WHAT THE TASK ASKS: Work through the data below line by line and say how many lines hold "true"; give only the number.

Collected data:
--------------------------------------------------

//! Arbitration tests: first-match priority, cooldown, and position gating

use chrono::{DateTime, Duration, TimeZone, Utc};
use voltrix::arbiter::SignalArbiter;
use voltrix::config::EngineConfig;
use voltrix::models::market::PriceBar;
use voltrix::models::signal::StrategyKind;
use voltrix::EngineError;

fn start_time() -> DateTime<Utc> {
    Utc.with_ymd_and_hms(2024, 3, 1, 9, 0, 0).unwrap()
}

/// Steady uptrend in a calm regime: the baseline evaluator fires on it.
fn trending_bars(count: usize) -> Vec<PriceBar> {
    let start = start_time();
    let mut close = 100.0;
    (0..count)
        .map(|i| {
            let open = close;
            close = open + 0.3;
            PriceBar::new(
                open,
                close + 0.1,
                open - 0.1,
                close,
                start + Duration::minutes(i as i64),
            )
        })
        .collect()
}

fn flat_bars(count: usize) -> Vec<PriceBar> {
    let start = start_time();
    (0..count)
        .map(|i| {
            PriceBar::new(
                100.0,
                100.1,
                99.9,
                100.0,
                start + Duration::minutes(i as i64),
            )
        })
        .collect()
}

#[test]
fn test_short_window_errors() {
    let mut arbiter = SignalArbiter::new(EngineConfig::default());
    let window = flat_bars(30);
    let err = arbiter
        .get_signal("EURUSD", &window, start_time(), None)
        .unwrap_err();
    assert_eq!(
        err,
        EngineError::InsufficientData {
            required: 50,
            actual: 30,
        }
    );
}

#[test]
fn test_quiet_market_yields_nothing() {
    let mut arbiter = SignalArbiter::new(EngineConfig::default());
    let window = flat_bars(100);
    let now = window.last().unwrap().timestamp;
    assert!(arbiter.get_signal("EURUSD", &window, now, None).unwrap().is_none());
}

#[test]
fn test_trend_selects_baseline() {
    let mut arbiter = SignalArbiter::new(EngineConfig::default());
    let window = trending_bars(60);
    let now = window.last().unwrap().timestamp;

    let signal = arbiter
        .get_signal("EURUSD", &window, now, None)
        .unwrap()
        .expect("trend should fire");
    assert_eq!(signal.strategy, StrategyKind::Baseline);
}

#[test]
fn test_cooldown_suppresses_repeat_signals() {
    let mut arbiter = SignalArbiter::new(EngineConfig::default());
    let window = trending_bars(60);
    let now = window.last().unwrap().timestamp;

    assert!(arbiter.get_signal("EURUSD", &window, now, None).unwrap().is_some());
    // Inside the cooldown window: suppressed, not an error.
    let again = arbiter
        .get_signal("EURUSD", &window, now + Duration::minutes(5), None)
        .unwrap();
    assert!(again.is_none());
    // Cooldown elapsed: signals flow again.
    let later = arbiter
        .get_signal("EURUSD", &window, now + Duration::minutes(15), None)
        .unwrap();
    assert!(later.is_some());
}

#[test]
fn test_cooldown_is_per_symbol() {
    let mut arbiter = SignalArbiter::new(EngineConfig::default());
    let window = trending_bars(60);
    let now = window.last().unwrap().timestamp;

    assert!(arbiter.get_signal("EURUSD", &window, now, None).unwrap().is_some());
    assert!(arbiter.get_signal("GBPUSD", &window, now, None).unwrap().is_some());
}

#[test]
fn test_open_position_blocks_new_signals() {
    let mut arbiter = SignalArbiter::new(EngineConfig::default());
    let window = trending_bars(60);
    let now = window.last().unwrap().timestamp;

    arbiter.mark_open("EURUSD");
    assert!(arbiter.has_open_position("EURUSD"));
    assert!(arbiter.get_signal("EURUSD", &window, now, None).unwrap().is_none());

    arbiter.mark_closed("EURUSD");
    assert!(!arbiter.has_open_position("EURUSD"));
    assert!(arbiter.get_signal("EURUSD", &window, now, None).unwrap().is_some());
}

#[test]
fn test_disabled_family_never_fires() {
    let config = EngineConfig {
        enable_baseline: false,
        ..EngineConfig::default()
    };
    let mut arbiter = SignalArbiter::new(config);
    let window = trending_bars(60);
    let now = window.last().unwrap().timestamp;
    assert!(arbiter.get_signal("EURUSD", &window, now, None).unwrap().is_none());
}

#[test]
fn test_confidence_floor_filters_signals() {
    let config = EngineConfig {
        confidence_floor: Some(0.99),
        ..EngineConfig::default()
    };
    let mut arbiter = SignalArbiter::new(config);
    let window = trending_bars(60);
    let now = window.last().unwrap().timestamp;

    // Baseline composite confidence tops out well below 0.99.
    assert!(arbiter.get_signal("EURUSD", &window, now, None).unwrap().is_none());
    // A filtered signal does not start the cooldown.
    let relaxed = EngineConfig::default();
    let mut arbiter = SignalArbiter::new(relaxed);
    assert!(arbiter.get_signal("EURUSD", &window, now, None).unwrap().is_some());
}
//! Bar-by-bar replay engine

use std::sync::atomic::{AtomicBool, Ordering};
use std::sync::Arc;

use tracing::{debug, info};

use crate::arbiter::SignalArbiter;
use crate::backtest::report::BacktestReport;
use crate::backtest::trade::{CloseReason, ClosedTrade, OpenTrade};
use crate::calendar::EconomicCalendar;
use crate::config::EngineConfig;
use crate::error::EngineError;
use crate::models::event::EconomicEvent;
use crate::models::market::PriceBar;
use crate::models::risk::Severity;
use crate::regime::classify_regime;
use crate::risk::risk_policy;

/// Run one replay with default engine construction.
pub fn run_backtest(
    symbol: &str,
    bars: &[PriceBar],
    events: Vec<EconomicEvent>,
    initial_balance: f64,
    config: &EngineConfig,
) -> Result<BacktestReport, EngineError> {
    BacktestEngine::new(config.clone()).run(symbol, bars, events, initial_balance)
}

/// Drives the live pipeline over a historical series with a synthetic clock.
/// Sequential along one symbol's timeline; independent runs share nothing and
/// parallelize freely.
pub struct BacktestEngine {
    config: EngineConfig,
    cancel: Arc<AtomicBool>,
}

impl BacktestEngine {
    pub fn new(config: EngineConfig) -> Self {
        Self {
            config,
            cancel: Arc::new(AtomicBool::new(false)),
        }
    }

    /// Handle for cooperative cancellation; checked between simulated steps.
    pub fn cancel_flag(&self) -> Arc<AtomicBool> {
        Arc::clone(&self.cancel)
    }

    pub fn run(
        &self,
        symbol: &str,
        bars: &[PriceBar],
        events: Vec<EconomicEvent>,
        initial_balance: f64,
    ) -> Result<BacktestReport, EngineError> {
        validate_series(bars)?;

        let calendar = EconomicCalendar::new(events);
        let mut arbiter = SignalArbiter::new(self.config.clone());

        let mut balance = initial_balance;
        let mut peak = initial_balance;
        let mut max_drawdown_pct = 0.0f64;
        let mut open: Option<OpenTrade> = None;
        let mut closed: Vec<ClosedTrade> = Vec::new();

        let mut settle = |trade: ClosedTrade,
                          balance: &mut f64,
                          peak: &mut f64,
                          max_dd: &mut f64,
                          arbiter: &mut SignalArbiter| {
            *balance += trade.pnl;
            if *balance > *peak {
                *peak = *balance;
            } else if *peak > 0.0 {
                let drawdown = (*peak - *balance) / *peak * 100.0;
                if drawdown > *max_dd {
                    *max_dd = drawdown;
                }
            }
            arbiter.mark_closed(&trade.symbol);
            debug!(
                strategy = trade.strategy.label(),
                pnl = trade.pnl,
                reason = ?trade.reason,
                "trade closed"
            );
            closed.push(trade);
        };

        for i in self.config.min_bars..bars.len() {
            if self.cancel.load(Ordering::Relaxed) {
                info!(symbol, step = i, "backtest cancelled");
                break;
            }
            let bar = &bars[i];

            // Manage exits before considering new entries on the same bar.
            if let Some(trade) = open.as_mut() {
                if let Some(done) = trade.manage(bar) {
                    settle(
                        done,
                        &mut balance,
                        &mut peak,
                        &mut max_drawdown_pct,
                        &mut arbiter,
                    );
                    open = None;
                }
            }

            if open.is_some() {
                continue;
            }

            let start = (i + 1).saturating_sub(self.config.window_cap);
            let window = &bars[start..=i];
            let Some(signal) = arbiter.get_signal(symbol, window, bar.timestamp, Some(&calendar))?
            else {
                continue;
            };

            let severity = match &signal.event {
                Some(event) => Severity::from(event.impact),
                None => Severity::from(classify_regime(window)?),
            };
            let policy = risk_policy(signal.strategy, severity)?;
            let stop_distance = signal.stop_distance();
            if stop_distance <= 0.0 {
                continue;
            }
            let quantity = balance * policy.size_fraction / stop_distance;
            let trailing_activation = policy.trailing_activation_r * stop_distance;
            debug!(
                strategy = signal.strategy.label(),
                entry = signal.entry,
                stop = signal.stop,
                quantity,
                "trade opened"
            );
            open = Some(OpenTrade::open(&signal, quantity, trailing_activation));
            arbiter.mark_open(symbol);
        }

        if let (Some(mut trade), Some(last)) = (open.take(), bars.last()) {
            let done = trade.close(last.close, last.timestamp, CloseReason::EndOfData);
            settle(
                done,
                &mut balance,
                &mut peak,
                &mut max_drawdown_pct,
                &mut arbiter,
            );
        }

        info!(
            symbol,
            trades = closed.len(),
            final_balance = balance,
            "backtest complete"
        );
        Ok(BacktestReport::assemble(
            symbol,
            initial_balance,
            balance,
            max_drawdown_pct,
            closed,
        ))
    }
}

/// Reject malformed input up front; replay never silently skips records.
fn validate_series(bars: &[PriceBar]) -> Result<(), EngineError> {
    for (index, bar) in bars.iter().enumerate() {
        if !bar.is_finite() {
            return Err(EngineError::MalformedSeries {
                index,
                reason: "non-finite price field".to_string(),
            });
        }
        if bar.high < bar.low {
            return Err(EngineError::MalformedSeries {
                index,
                reason: "high below low".to_string(),
            });
        }
        if index > 0 && bar.timestamp < bars[index - 1].timestamp {
            return Err(EngineError::MalformedSeries {
                index,
                reason: "non-monotonic timestamp".to_string(),
            });
        }
    }
    Ok(())
}
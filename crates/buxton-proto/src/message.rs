//! Message and status taxonomy for the wire protocol.

use std::fmt;

/// Direction a frame travels in, used to validate message types on decode.
#[derive(Debug, Clone, Copy, PartialEq, Eq)]
pub enum Direction {
    /// Client to daemon.
    Request,
    /// Daemon to client.
    Response,
}

/// Control message types carried in the frame header.
#[derive(Debug, Clone, Copy, PartialEq, Eq, Hash)]
#[repr(u32)]
pub enum MessageType {
    /// Set a value.
    Set = 1,
    /// Replace the label on an existing group or value.
    SetLabel = 2,
    /// Create a group sentinel.
    CreateGroup = 3,
    /// Remove a group and every key beneath it.
    RemoveGroup = 4,
    /// Retrieve a value, cross-layer when no layer is named.
    Get = 5,
    /// Remove a single value.
    Unset = 6,
    /// Enumerate the keys of a layer.
    List = 7,
    /// Status reply, first parameter is the `Int32` status code.
    Status = 8,
    /// Register for change notifications on a key.
    Notify = 9,
    /// Retract a notification registration.
    Unnotify = 10,
    /// A watched key changed; correlation id is the original notify msgid.
    Changed = 11,
}

impl MessageType {
    /// Maps a wire identifier back to a message type.
    #[must_use]
    pub fn from_wire(raw: u32) -> Option<Self> {
        match raw {
            1 => Some(Self::Set),
            2 => Some(Self::SetLabel),
            3 => Some(Self::CreateGroup),
            4 => Some(Self::RemoveGroup),
            5 => Some(Self::Get),
            6 => Some(Self::Unset),
            7 => Some(Self::List),
            8 => Some(Self::Status),
            9 => Some(Self::Notify),
            10 => Some(Self::Unnotify),
            11 => Some(Self::Changed),
            _ => None,
        }
    }

    /// Returns the wire identifier for this message type.
    #[must_use]
    pub fn wire_id(self) -> u32 {
        self as u32
    }

    /// Returns `true` when the type is legal for the given direction.
    #[must_use]
    pub fn permitted(self, direction: Direction) -> bool {
        match direction {
            Direction::Request => !matches!(self, Self::Status | Self::Changed),
            Direction::Response => matches!(self, Self::Status | Self::Changed),
        }
    }
}

impl fmt::Display for MessageType {
    fn fmt(&self, formatter: &mut fmt::Formatter<'_>) -> fmt::Result {
        let label = match self {
            Self::Set => "set",
            Self::SetLabel => "set-label",
            Self::CreateGroup => "create-group",
            Self::RemoveGroup => "remove-group",
            Self::Get => "get",
            Self::Unset => "unset",
            Self::List => "list",
            Self::Status => "status",
            Self::Notify => "notify",
            Self::Unnotify => "unnotify",
            Self::Changed => "changed",
        };
        formatter.write_str(label)
    }
}

/// Operation status carried as the leading `Int32` of a status frame.
///
/// Non-negative codes are daemon statuses; negative codes are negated POSIX
/// errnos, keeping the two namespaces disjoint on the wire.
#[derive(Debug, Clone, Copy, PartialEq, Eq)]
pub enum Status {
    Ok,
    Failed,
    BadArgs,
    ServerDown,
    SocketWrite,
    SocketRead,
    Oom,
    MutexLock,
    Callback,
    MessageCorrupt,
    ExceededMaxParams,
    InvalidType,
    InvalidControlField,
    /// The caller's label or uid does not permit the operation.
    PermissionDenied,
    /// The layer, group or value does not exist.
    NotFound,
    /// The group already exists.
    AlreadyExists,
}

impl Status {
    /// Returns the wire code for this status.
    #[must_use]
    pub fn code(self) -> i32 {
        match self {
            Self::Ok => 0,
            Self::Failed => 1,
            Self::BadArgs => 2,
            Self::ServerDown => 3,
            Self::SocketWrite => 4,
            Self::SocketRead => 5,
            Self::Oom => 6,
            Self::MutexLock => 7,
            Self::Callback => 8,
            Self::MessageCorrupt => 9,
            Self::ExceededMaxParams => 10,
            Self::InvalidType => 11,
            Self::InvalidControlField => 12,
            Self::PermissionDenied => -libc::EPERM,
            Self::NotFound => -libc::ENOENT,
            Self::AlreadyExists => -libc::EEXIST,
        }
    }

    /// Maps a wire code back to a status.
    #[must_use]
    pub fn from_code(code: i32) -> Option<Self> {
        match code {
            0 => Some(Self::Ok),
            1 => Some(Self::Failed),
            2 => Some(Self::BadArgs),
            3 => Some(Self::ServerDown),
            4 => Some(Self::SocketWrite),
            5 => Some(Self::SocketRead),
            6 => Some(Self::Oom),
            7 => Some(Self::MutexLock),
            8 => Some(Self::Callback),
            9 => Some(Self::MessageCorrupt),
            10 => Some(Self::ExceededMaxParams),
            11 => Some(Self::InvalidType),
            12 => Some(Self::InvalidControlField),
            code if code == -libc::EPERM => Some(Self::PermissionDenied),
            code if code == -libc::ENOENT => Some(Self::NotFound),
            code if code == -libc::EEXIST => Some(Self::AlreadyExists),
            _ => None,
        }
    }

    /// Returns `true` for the success status.
    #[must_use]
    pub fn is_ok(self) -> bool {
        self == Self::Ok
    }
}

impl fmt::Display for Status {
    fn fmt(&self, formatter: &mut fmt::Formatter<'_>) -> fmt::Result {
        let label = match self {
            Self::Ok => "ok",
            Self::Failed => "operation failed",
            Self::BadArgs => "bad arguments",
            Self::ServerDown => "server down",
            Self::SocketWrite => "socket write failed",
            Self::SocketRead => "socket read failed",
            Self::Oom => "out of memory",
            Self::MutexLock => "lock failed",
            Self::Callback => "callback registration failed",
            Self::MessageCorrupt => "corrupt message",
            Self::ExceededMaxParams => "too many parameters",
            Self::InvalidType => "invalid value type",
            Self::InvalidControlField => "invalid control field",
            Self::PermissionDenied => "permission denied",
            Self::NotFound => "not found",
            Self::AlreadyExists => "already exists",
        };
        formatter.write_str(label)
    }
}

--------------------------------------------------

TASK RESPONSE: 2